Recently, miners in northern Burma pulled this ancient amber out of a quarry. Chunks of it were purchased by paleontologists, who found in the amber many well-preserved spiders — some of them with long, almost scorpion-like tails. Yes, tails.

Around 100 million years ago, oozing tree sap poured over hundreds of tiny spiders, killing and preserving the critters in hardened amber. 

After closely scrutinizing the critters, scientists have determined they're likely a sort of proto-spider, not quite a proper arachnid, but a bridge between today's eight-legged insect-hunters and a more primitive species.
"It’s kind of a missing link," said Paul Selden, director of the Institute of Paleontology at the University of Kansas and co-author of the study, in an interview.
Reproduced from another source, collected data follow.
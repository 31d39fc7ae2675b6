//! Engine configuration: rule limits, projection rates, and batch settings
//!
//! Every section deserializes with defaults, so a JSON file only needs the
//! values it overrides:
//!
//! ```json
//! { "batch": { "chunk_size": 250 }, "illustration": { "guaranteed_addition_rate": "0.04" } }
//! ```

use std::fs::File;
use std::io::BufReader;
use std::path::Path;

use rust_decimal::Decimal;
use rust_decimal_macros::dec;
use serde::{Deserialize, Serialize};

use crate::error::Result;
use crate::policy::{Money, Rate};

/// Default number of records per batch chunk
pub const DEFAULT_CHUNK_SIZE: usize = 1000;

/// Limits applied by the policy and registration validators
#[derive(Debug, Clone, PartialEq, Serialize, Deserialize)]
#[serde(default)]
pub struct PolicyRules {
    pub min_age: u32,
    pub max_age: u32,
    pub min_premium_paying_term: u32,
    pub max_premium_paying_term: u32,
    pub min_policy_term: u32,
    pub max_policy_term: u32,
    pub min_modal_premium: Money,
    pub max_modal_premium: Money,
    /// Absolute floor on sum assured
    pub min_sum_assured: Money,
    /// Sum assured must also be at least this multiple of the modal premium
    pub sum_assured_premium_multiple: Decimal,
    /// Minimum age for identity registration
    pub min_registration_age: u32,
}

impl Default for PolicyRules {
    fn default() -> Self {
        Self {
            min_age: 23,
            max_age: 56,
            min_premium_paying_term: 5,
            max_premium_paying_term: 10,
            min_policy_term: 10,
            max_policy_term: 20,
            min_modal_premium: dec!(10000),
            max_modal_premium: dec!(100000),
            min_sum_assured: dec!(500000),
            sum_assured_premium_multiple: dec!(10),
            min_registration_age: 18,
        }
    }
}

impl PolicyRules {
    /// Minimum sum assured for a given modal premium.
    ///
    /// Saturates at `Decimal::MAX`, which no sum assured can exceed.
    pub fn required_sum_assured(&self, modal_premium: Option<Money>) -> Money {
        match modal_premium {
            Some(premium) => premium
                .checked_mul(self.sum_assured_premium_multiple)
                .unwrap_or(Decimal::MAX)
                .max(self.min_sum_assured),
            None => self.min_sum_assured,
        }
    }
}

/// Benefit rates used by the year loop
#[derive(Debug, Clone, PartialEq, Serialize, Deserialize)]
#[serde(default)]
pub struct IllustrationConfig {
    /// Guaranteed addition per paying year, as a share of sum assured
    pub guaranteed_addition_rate: Rate,
    /// Surrender value as a share of cumulative premium
    pub surrender_value_rate: Rate,
    /// First policy year with a surrender value
    pub surrender_from_year: u32,
    /// Longest schedule the engine will build
    pub max_projection_years: u32,
}

impl Default for IllustrationConfig {
    fn default() -> Self {
        Self {
            guaranteed_addition_rate: dec!(0.05),
            surrender_value_rate: dec!(0.8),
            surrender_from_year: 3,
            max_projection_years: 100,
        }
    }
}

/// How strictly bulk records are checked before projection
#[derive(Debug, Clone, Copy, Default, PartialEq, Eq, Serialize, Deserialize)]
#[serde(rename_all = "lowercase")]
pub enum BatchMode {
    /// Completeness check followed by every range and cross-field rule
    #[default]
    Strict,
    /// Completeness check only; zero values count as missing
    Legacy,
}

#[derive(Debug, Clone, PartialEq, Serialize, Deserialize)]
#[serde(default)]
pub struct BatchConfig {
    /// Records per chunk; bounds the peak working set
    pub chunk_size: usize,
    pub mode: BatchMode,
    /// Project records within a chunk in parallel
    pub parallel: bool,
}

impl Default for BatchConfig {
    fn default() -> Self {
        Self {
            chunk_size: DEFAULT_CHUNK_SIZE,
            mode: BatchMode::default(),
            parallel: true,
        }
    }
}

/// Container for all engine settings
#[derive(Debug, Clone, Default, PartialEq, Serialize, Deserialize)]
#[serde(default)]
pub struct EngineConfig {
    pub rules: PolicyRules,
    pub illustration: IllustrationConfig,
    pub batch: BatchConfig,
}

impl EngineConfig {
    /// Load settings from a JSON file; absent keys keep their defaults
    pub fn from_json_path<P: AsRef<Path>>(path: P) -> Result<Self> {
        let file = File::open(path)?;
        Ok(serde_json::from_reader(BufReader::new(file))?)
    }

    pub fn from_json_str(json: &str) -> Result<Self> {
        Ok(serde_json::from_str(json)?)
    }
}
The research was published Feb. 5 in the journal Nature Ecology and Evolution
Although Selden doesn't think these creatures are quite spiders, he acknowledges they certainly share many arachnid-like characteristics. 
"It's difficult to draw the line," he noted.
These early arachnids, scientifically classified as Chimerarachne yingi, contain the spinneret organs that modern spiders use to create their spectacular, varied, and complex aerial webs. But the presence of the whip-like tail — longer than the creatures' themselves — was a bit too much for Selden and his team to bundle into the arachnid family.
Another group researchers concluded that these tailed-spiders should be lumped in with a group of more primitive, now extinct spiders.
But Selden said these differences in evolutionary placement are pretty insignificant. 
A close-up of the tip of a protospider's tail.

"Essentially, we’re in agreement with where it sits," he noted.
Regardless of where the critters lie on our fickle evolutionary tables, modern spiders apparently didn't need these hairy tails to become the immensely widespread creatures we know them as. Today, there are more 47,000 known species of spiders. 
An image of one of the preserved specimens, frozen in amber.
The tailed spiders probably used their elongated appendages as a sort of sensing device, said Selden. Today's spiders can sense the environment in a multitude of ways, such feeling vibrations on their webs. 
Although the spiders that commonly dangle in our homes and gardens have no tails, that doesn't necessarily mean that their tailed evolutionary cousins are, in fact, extinct. 
These critters are small — around 2.5 millimeters in size — and could be crawling behind the bark of a tree.